Collected data:

+ + + +

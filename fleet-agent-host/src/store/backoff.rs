//! Linear backoff for control channel errors

use std::time::Duration;

/// Upper bound on the wait between two reconnect attempts
pub const MAX_BACKOFF_SECS: u64 = 120;

/// Counts consecutive errors; the wait grows by one second per error
#[derive(Debug, Default, Clone)]
pub struct ErrorBackoff {
    consecutive: u64,
}

impl ErrorBackoff {
    /// Register a failure and return how long to wait before retrying
    pub fn record_error(&mut self) -> Duration {
        self.consecutive = self.consecutive.saturating_add(1);
        self.delay()
    }

    /// Any successful delivery clears the error streak
    pub fn reset(&mut self) {
        self.consecutive = 0;
    }

    pub fn delay(&self) -> Duration {
        Duration::from_secs(self.consecutive.min(MAX_BACKOFF_SECS))
    }

    pub fn consecutive(&self) -> u64 {
        self.consecutive
    }
}

#[cfg(test)]
mod tests {
    use super::*;

    #[test]
    fn test_delay_grows_linearly() {
        let mut backoff = ErrorBackoff::default();
        assert_eq!(backoff.delay(), Duration::ZERO);

        for n in 1..=5 {
            assert_eq!(backoff.record_error(), Duration::from_secs(n));
        }
        assert_eq!(backoff.consecutive(), 5);
    }

    #[test]
    fn test_delay_is_capped() {
        let mut backoff = ErrorBackoff::default();
        for _ in 0..500 {
            backoff.record_error();
        }
        assert_eq!(backoff.delay(), Duration::from_secs(MAX_BACKOFF_SECS));
    }

    #[test]
    fn test_success_resets_streak() {
        let mut backoff = ErrorBackoff::default();
        backoff.record_error();
        backoff.record_error();
        backoff.reset();

        assert_eq!(backoff.consecutive(), 0);
        assert_eq!(backoff.record_error(), Duration::from_secs(1));
    }
}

+ + + +

**Requirement**
Reproduce each line of the entries above from the one containing "pub fn record_error(&mut" through the last, exactly, and no other line.

**Solution to this exercise**
    pub fn record_error(&mut self) -> Duration {
        self.consecutive = self.consecutive.saturating_add(1);
        self.delay()
    }

    /// Any successful delivery clears the error streak
    pub fn reset(&mut self) {
        self.consecutive = 0;
    }

    pub fn delay(&self) -> Duration {
        Duration::from_secs(self.consecutive.min(MAX_BACKOFF_SECS))
    }

    pub fn consecutive(&self) -> u64 {
        self.consecutive
    }
}

#[cfg(test)]
mod tests {
    use super::*;

    #[test]
    fn test_delay_grows_linearly() {
        let mut backoff = ErrorBackoff::default();
        assert_eq!(backoff.delay(), Duration::ZERO);

        for n in 1..=5 {
            assert_eq!(backoff.record_error(), Duration::from_secs(n));
        }
        assert_eq!(backoff.consecutive(), 5);
    }

    #[test]
    fn test_delay_is_capped() {
        let mut backoff = ErrorBackoff::default();
        for _ in 0..500 {
            backoff.record_error();
        }
        assert_eq!(backoff.delay(), Duration::from_secs(MAX_BACKOFF_SECS));
    }

    #[test]
    fn test_success_resets_streak() {
        let mut backoff = ErrorBackoff::default();
        backoff.record_error();
        backoff.record_error();
        backoff.reset();

        assert_eq!(backoff.consecutive(), 0);
        assert_eq!(backoff.record_error(), Duration::from_secs(1));
    }
}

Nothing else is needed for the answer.